#### Task input ####

//! Order workflow across the order, user and catalog stores

use domain_spectacles::SpectacleRepository;
use domain_users::{UserRepository, UserResponse};
use std::collections::{HashMap, HashSet};
use std::sync::Arc;
use tracing::instrument;
use uuid::Uuid;
use validator::Validate;

use crate::error::{OrderError, OrderResult};
use crate::models::{CreateOrder, Order, OrderStatus, OrderWithUser, UserOrder};
use crate::repository::OrderRepository;

pub struct OrderService<O, U, P>
where
    O: OrderRepository,
    U: UserRepository,
    P: SpectacleRepository,
{
    orders: Arc<O>,
    users: Arc<U>,
    spectacles: Arc<P>,
}

impl<O, U, P> OrderService<O, U, P>
where
    O: OrderRepository,
    U: UserRepository,
    P: SpectacleRepository,
{
    pub fn new(orders: Arc<O>, users: Arc<U>, spectacles: Arc<P>) -> Self {
        Self {
            orders,
            users,
            spectacles,
        }
    }

    /// Persist a Pending order and reference it from its owner.
    ///
    /// If the owner cannot be updated afterwards, the order is deleted again
    /// so no order is left without a back-reference.
    #[instrument(skip(self, input), fields(user_id = %input.user_id))]
    pub async fn create_order(&self, input: CreateOrder) -> OrderResult<Order> {
        input.validate()?;

        if self.users.get_by_id(input.user_id).await?.is_none() {
            return Err(OrderError::UserNotFound);
        }

        let order = self.orders.create(Order::new(input)).await?;

        let link_error = match self.users.push_order(order.user_id, order.id).await {
            Ok(true) => None,
            Ok(false) => Some(OrderError::UserNotFound),
            Err(e) => Some(OrderError::User(e)),
        };

        match link_error {
            None => {
                tracing::info!(order_id = %order.id, "Order placed");
                Ok(order)
            }
            Some(err) => {
                self.compensate(order.id).await;
                Err(err)
            }
        }
    }

    async fn compensate(&self, order_id: Uuid) {
        match self.orders.delete(order_id).await {
            Ok(_) => tracing::warn!(%order_id, "Rolled back order after failing to link it to its user"),
            Err(e) => tracing::error!(%order_id, error = %e, "Failed to roll back unlinked order"),
        }
    }

    /// A user's orders, newest first, with product names attached
    #[instrument(skip(self))]
    pub async fn list_user_orders(&self, user_id: Uuid) -> OrderResult<Vec<UserOrder>> {
        let orders = self.orders.list_by_user(user_id).await?;
        if orders.is_empty() {
            return Err(OrderError::NoOrdersForUser);
        }

        let product_ids: Vec<Uuid> = orders
            .iter()
            .flat_map(|o| o.items.iter().map(|item| item.product_id))
            .collect::<HashSet<_>>()
            .into_iter()
            .collect();

        let names: HashMap<Uuid, Option<String>> = self
            .spectacles
            .get_many(&product_ids)
            .await?
            .into_iter()
            .map(|s| (s.id, s.name))
            .collect();

        Ok(orders
            .into_iter()
            .map(|order| UserOrder::from_order(order, &names))
            .collect())
    }

    /// An order with its owner's public record
    #[instrument(skip(self))]
    pub async fn get_order(&self, id: Uuid) -> OrderResult<OrderWithUser> {
        let order = self
            .orders
            .get_by_id(id)
            .await?
            .ok_or(OrderError::NotFound)?;

        let user = self
            .users
            .get_by_id(order.user_id)
            .await?
            .map(UserResponse::from);

        Ok(OrderWithUser { order, user })
    }

    /// Mark an order Cancelled whatever its current status
    #[instrument(skip(self))]
    pub async fn cancel_order(&self, id: Uuid) -> OrderResult<Order> {
        self.orders
            .set_status(id, OrderStatus::Cancelled)
            .await?
            .ok_or(OrderError::NotFound)
    }
}

#[cfg(test)]
mod tests {
    use super::*;
    use crate::models::{OrderItem, ShippingAddress};
    use crate::repository::{InMemoryOrderRepository, MockOrderRepository};
    use async_trait::async_trait;
    use chrono::{DateTime, Utc};
    use domain_spectacles::{
        Category, CreateSpectacle, Gender, InMemorySpectacleRepository, Spectacle,
    };
    use domain_users::models::ProfileChanges;
    use domain_users::{InMemoryUserRepository, SignupRequest, User, UserError, UserResult};
    use mockall::mock;

    mock! {
        pub Users {}

        #[async_trait]
        impl UserRepository for Users {
            async fn create(&self, user: User) -> UserResult<User>;
            async fn get_by_id(&self, id: Uuid) -> UserResult<Option<User>>;
            async fn get_by_email(&self, email: &str) -> UserResult<Option<User>>;
            async fn get_by_username(&self, username: &str) -> UserResult<Option<User>>;
            async fn get_by_reset_token(&self, token: &str) -> UserResult<Option<User>>;
            async fn push_token(&self, id: Uuid, token: &str) -> UserResult<bool>;
            async fn pull_token(&self, id: Uuid, token: &str) -> UserResult<bool>;
            async fn set_reset_token(
                &self,
                id: Uuid,
                token: &str,
                expires: DateTime<Utc>,
            ) -> UserResult<bool>;
            async fn update_password(&self, id: Uuid, password_hash: &str) -> UserResult<bool>;
            async fn update_profile(
                &self,
                id: Uuid,
                changes: ProfileChanges,
            ) -> UserResult<Option<User>>;
            async fn push_order(&self, id: Uuid, order_id: Uuid) -> UserResult<bool>;
            async fn delete(&self, id: Uuid) -> UserResult<bool>;
        }
    }

    fn user() -> User {
        User::new(
            SignupRequest {
                username: "Buyer1".into(),
                email: "buyer@example.com".into(),
                password: "Secret1".into(),
                phone: "0123456789".into(),
            },
            "$argon2id$placeholder".into(),
        )
    }

    fn order_input(user_id: Uuid, product_ids: &[Uuid]) -> CreateOrder {
        CreateOrder {
            user_id,
            items: product_ids
                .iter()
                .map(|id| OrderItem {
                    product_id: *id,
                    quantity: 1,
                    price: 25.0,
                })
                .collect(),
            total_amount: 25.0 * product_ids.len() as f64,
            discount_amount: Some(5.0),
            gift_card_amount: None,
            shipping_address: ShippingAddress {
                full_name: "Buyer One".into(),
                street: "1 Main St".into(),
                city: "Springfield".into(),
                state: "IL".into(),
                postal_code: "62701".into(),
                country: "US".into(),
                phone: "0123456789".into(),
            },
            payment_method: "card".into(),
        }
    }

    struct Fixture {
        service: OrderService<InMemoryOrderRepository, InMemoryUserRepository, InMemorySpectacleRepository>,
        orders: InMemoryOrderRepository,
        users: InMemoryUserRepository,
        spectacles: InMemorySpectacleRepository,
    }

    fn fixture() -> Fixture {
        let orders = InMemoryOrderRepository::new();
        let users = InMemoryUserRepository::new();
        let spectacles = InMemorySpectacleRepository::new();
        Fixture {
            service: OrderService::new(
                Arc::new(orders.clone()),
                Arc::new(users.clone()),
                Arc::new(spectacles.clone()),
            ),
            orders,
            users,
            spectacles,
        }
    }

    async fn catalog_item(repo: &InMemorySpectacleRepository, name: &str) -> Spectacle {
        let spectacle = Spectacle::try_from(CreateSpectacle {
            name: Some(name.into()),
            gender: Some(Gender::Female),
            price: Some(25),
            category: Some(Category::Eyeglasses),
            image: Some("/img/frame.png".into()),
            ..Default::default()
        })
        .unwrap();
        repo.create(spectacle).await.unwrap()
    }

    #[tokio::test]
    async fn test_create_order_links_user() {
        let f = fixture();
        let owner = f.users.create(user()).await.unwrap();

        let order = f
            .service
            .create_order(order_input(owner.id, &[Uuid::now_v7()]))
            .await
            .unwrap();

        assert_eq!(order.status, OrderStatus::Pending);
        assert_eq!(order.discount_amount, 5.0);
        assert_eq!(order.gift_card_amount, 0.0);

        let owner = f.users.get_by_id(owner.id).await.unwrap().unwrap();
        assert_eq!(owner.orders, vec![order.id]);
        assert!(f.orders.get_by_id(order.id).await.unwrap().is_some());
    }

    #[tokio::test]
    async fn test_create_order_unknown_user_persists_nothing() {
        let mut orders = MockOrderRepository::new();
        orders.expect_create().never();

        let service = OrderService::new(
            Arc::new(orders),
            Arc::new(InMemoryUserRepository::new()),
            Arc::new(InMemorySpectacleRepository::new()),
        );

        let result = service
            .create_order(order_input(Uuid::now_v7(), &[Uuid::now_v7()]))
            .await;
        assert!(matches!(result, Err(OrderError::UserNotFound)));
    }

    #[tokio::test]
    async fn test_create_order_rolls_back_when_link_fails() {
        let owner = user();
        let owner_id = owner.id;

        let mut users = MockUsers::new();
        users
            .expect_get_by_id()
            .returning(move |_| Ok(Some(owner.clone())));
        users
            .expect_push_order()
            .times(1)
            .returning(|_, _| Err(UserError::Database("write conflict".into())));

        let orders = InMemoryOrderRepository::new();
        let service = OrderService::new(
            Arc::new(orders.clone()),
            Arc::new(users),
            Arc::new(InMemorySpectacleRepository::new()),
        );

        let result = service
            .create_order(order_input(owner_id, &[Uuid::now_v7()]))
            .await;
        assert!(matches!(result, Err(OrderError::User(UserError::Database(_)))));
        assert!(orders.list_by_user(owner_id).await.unwrap().is_empty());
    }

    #[tokio::test]
    async fn test_create_order_rolls_back_when_user_vanishes() {
        let owner = user();
        let owner_id = owner.id;

        let mut users = MockUsers::new();
        users
            .expect_get_by_id()
            .returning(move |_| Ok(Some(owner.clone())));
        users.expect_push_order().returning(|_, _| Ok(false));

        let mut orders = MockOrderRepository::new();
        orders.expect_create().returning(|order| Ok(order));
        orders.expect_delete().times(1).returning(|_| Ok(true));

        let service = OrderService::new(
            Arc::new(orders),
            Arc::new(users),
            Arc::new(InMemorySpectacleRepository::new()),
        );

        let result = service
            .create_order(order_input(owner_id, &[Uuid::now_v7()]))
            .await;
        assert!(matches!(result, Err(OrderError::UserNotFound)));
    }

    #[tokio::test]
    async fn test_create_order_validates_input() {
        let f = fixture();
        let owner = f.users.create(user()).await.unwrap();

        let result = f.service.create_order(order_input(owner.id, &[])).await;
        assert!(matches!(result, Err(OrderError::Validation(_))));
    }

    #[tokio::test]
    async fn test_list_user_orders_attaches_product_names() {
        let f = fixture();
        let owner = f.users.create(user()).await.unwrap();
        let frame = catalog_item(&f.spectacles, "Round Tortoise").await;
        let gone = Uuid::now_v7();

        let older = f
            .service
            .create_order(order_input(owner.id, &[frame.id]))
            .await
            .unwrap();
        let newer = f
            .service
            .create_order(order_input(owner.id, &[frame.id, gone]))
            .await
            .unwrap();

        let listed = f.service.list_user_orders(owner.id).await.unwrap();
        assert_eq!(
            listed.iter().map(|o| o.id).collect::<Vec<_>>(),
            vec![newer.id, older.id]
        );
        assert_eq!(listed[0].items[0].product_name.as_deref(), Some("Round Tortoise"));
        assert_eq!(listed[0].items[1].product_name, None);
    }

    #[tokio::test]
    async fn test_list_user_orders_empty_is_not_found() {
        let f = fixture();
        let result = f.service.list_user_orders(Uuid::now_v7()).await;
        assert!(matches!(result, Err(OrderError::NoOrdersForUser)));
    }

    #[tokio::test]
    async fn test_get_order_attaches_user() {
        let f = fixture();
        let owner = f.users.create(user()).await.unwrap();
        let order = f
            .service
            .create_order(order_input(owner.id, &[Uuid::now_v7()]))
            .await
            .unwrap();

        let found = f.service.get_order(order.id).await.unwrap();
        assert_eq!(found.order, order);
        assert_eq!(found.user.as_ref().map(|u| u.id), Some(owner.id));

        f.users.delete(owner.id).await.unwrap();
        let orphan = f.service.get_order(order.id).await.unwrap();
        assert!(orphan.user.is_none());

        assert!(matches!(
            f.service.get_order(Uuid::now_v7()).await,
            Err(OrderError::NotFound)
        ));
    }

    #[tokio::test]
    async fn test_cancel_order() {
        let f = fixture();
        let owner = f.users.create(user()).await.unwrap();
        let order = f
            .service
            .create_order(order_input(owner.id, &[Uuid::now_v7()]))
            .await
            .unwrap();

        let cancelled = f.service.cancel_order(order.id).await.unwrap();
        assert_eq!(cancelled.status, OrderStatus::Cancelled);

        // Cancelling again is allowed
        let again = f.service.cancel_order(order.id).await.unwrap();
        assert_eq!(again.status, OrderStatus::Cancelled);
    }

    #[tokio::test]
    async fn test_cancel_unknown_order_changes_nothing() {
        let mut orders = MockOrderRepository::new();
        orders.expect_set_status().times(1).returning(|_, _| Ok(None));
        orders.expect_create().never();
        orders.expect_delete().never();

        let service = OrderService::new(
            Arc::new(orders),
            Arc::new(InMemoryUserRepository::new()),
            Arc::new(InMemorySpectacleRepository::new()),
        );

        assert!(matches!(
            service.cancel_order(Uuid::now_v7()).await,
            Err(OrderError::NotFound)
        ));
    }
}
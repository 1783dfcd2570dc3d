//! Connection utilities independent of the driver

pub mod error;
pub mod retry;

pub use error::{DatabaseError, DatabaseResult};
pub use retry::{RetryConfig, retry_with_backoff};
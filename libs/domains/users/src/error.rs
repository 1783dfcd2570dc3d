use axum::response::{IntoResponse, Response};
use axum_helpers::{AppError, TokenError};
use thiserror::Error;
use validator::ValidationErrors;

#[derive(Debug, Error)]
pub enum UserError {
    #[error("User not found")]
    NotFound,

    #[error("Email already exists")]
    DuplicateEmail,

    #[error("Username already exists")]
    DuplicateUsername,

    #[error("Email not found")]
    EmailNotFound,

    #[error("Invalid password. Please try again or reset your password.")]
    InvalidPassword,

    #[error("Invalid reset token")]
    InvalidResetToken,

    #[error("Passwords do not match")]
    PasswordMismatch,

    #[error("Validation failed: {0}")]
    Validation(#[from] ValidationErrors),

    #[error("Invalid user id: {0}")]
    InvalidId(String),

    #[error("Bad request: {0}")]
    BadRequest(String),

    #[error("Unauthorized: {0}")]
    Unauthorized(String),

    #[error("Password hashing error: {0}")]
    PasswordHash(String),

    #[error("Token error: {0}")]
    Token(#[from] TokenError),

    #[error("Database error: {0}")]
    Database(String),

    #[error("I/O error: {0}")]
    Io(#[from] std::io::Error),
}

pub type UserResult<T> = Result<T, UserError>;

impl From<UserError> for AppError {
    fn from(err: UserError) -> Self {
        match err {
            UserError::NotFound | UserError::InvalidResetToken => AppError::NotFound(err.to_string()),
            UserError::DuplicateEmail | UserError::DuplicateUsername => {
                AppError::Conflict(err.to_string())
            }
            UserError::EmailNotFound | UserError::InvalidPassword | UserError::PasswordMismatch => {
                AppError::BadRequest(err.to_string())
            }
            UserError::Validation(errors) => AppError::ValidationError(errors),
            UserError::InvalidId(id) => AppError::InvalidUuid(format!("Invalid user id: {}", id)),
            UserError::BadRequest(msg) => AppError::BadRequest(msg),
            UserError::Unauthorized(msg) => AppError::Unauthorized(msg),
            UserError::Io(e) => AppError::Io(e),
            UserError::PasswordHash(_) | UserError::Token(_) | UserError::Database(_) => {
                AppError::InternalServerError(err.to_string())
            }
        }
    }
}

impl IntoResponse for UserError {
    fn into_response(self) -> Response {
        let app_error: AppError = self.into();
        app_error.into_response()
    }
}

/// Duplicate key on insert; the unique index name tells which field collided
impl From<mongodb::error::Error> for UserError {
    fn from(err: mongodb::error::Error) -> Self {
        use mongodb::error::{ErrorKind, WriteFailure};

        if let ErrorKind::Write(WriteFailure::WriteError(write_error)) = err.kind.as_ref() {
            if write_error.code == 11000 {
                return if write_error.message.contains("username") {
                    UserError::DuplicateUsername
                } else {
                    UserError::DuplicateEmail
                };
            }
        }

        UserError::Database(err.to_string())
    }
}
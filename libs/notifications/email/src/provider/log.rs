//! Provider used when no SMTP relay is configured.

use super::{EmailProvider, SendResult};
use crate::error::EmailResult;
use crate::models::Email;
use async_trait::async_trait;

/// Writes outgoing mail to the log instead of delivering it
#[derive(Debug, Clone, Copy, Default)]
pub struct LogProvider;

#[async_trait]
impl EmailProvider for LogProvider {
    async fn send(&self, email: &Email) -> EmailResult<SendResult> {
        tracing::info!(
            email_id = %email.id,
            to = %email.to,
            subject = %email.subject,
            body = email.body_text.as_deref().unwrap_or_default(),
            "SMTP not configured, email logged only"
        );

        Ok(SendResult {
            message_id: format!("log-{}", email.id),
        })
    }

    async fn health_check(&self) -> EmailResult<()> {
        Ok(())
    }

    fn name(&self) -> &'static str {
        "log"
    }
}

####

What you should do =>
Report every line in the data above in which the word "crate" appears.

Response area =>
use crate::error::{OrderError, OrderResult};
use crate::models::{CreateOrder, Order, OrderStatus, OrderWithUser, UserOrder};
use crate::repository::OrderRepository;
    use crate::models::{OrderItem, ShippingAddress};
    use crate::repository::{InMemoryOrderRepository, MockOrderRepository};
use crate::error::EmailResult;
use crate::models::Email;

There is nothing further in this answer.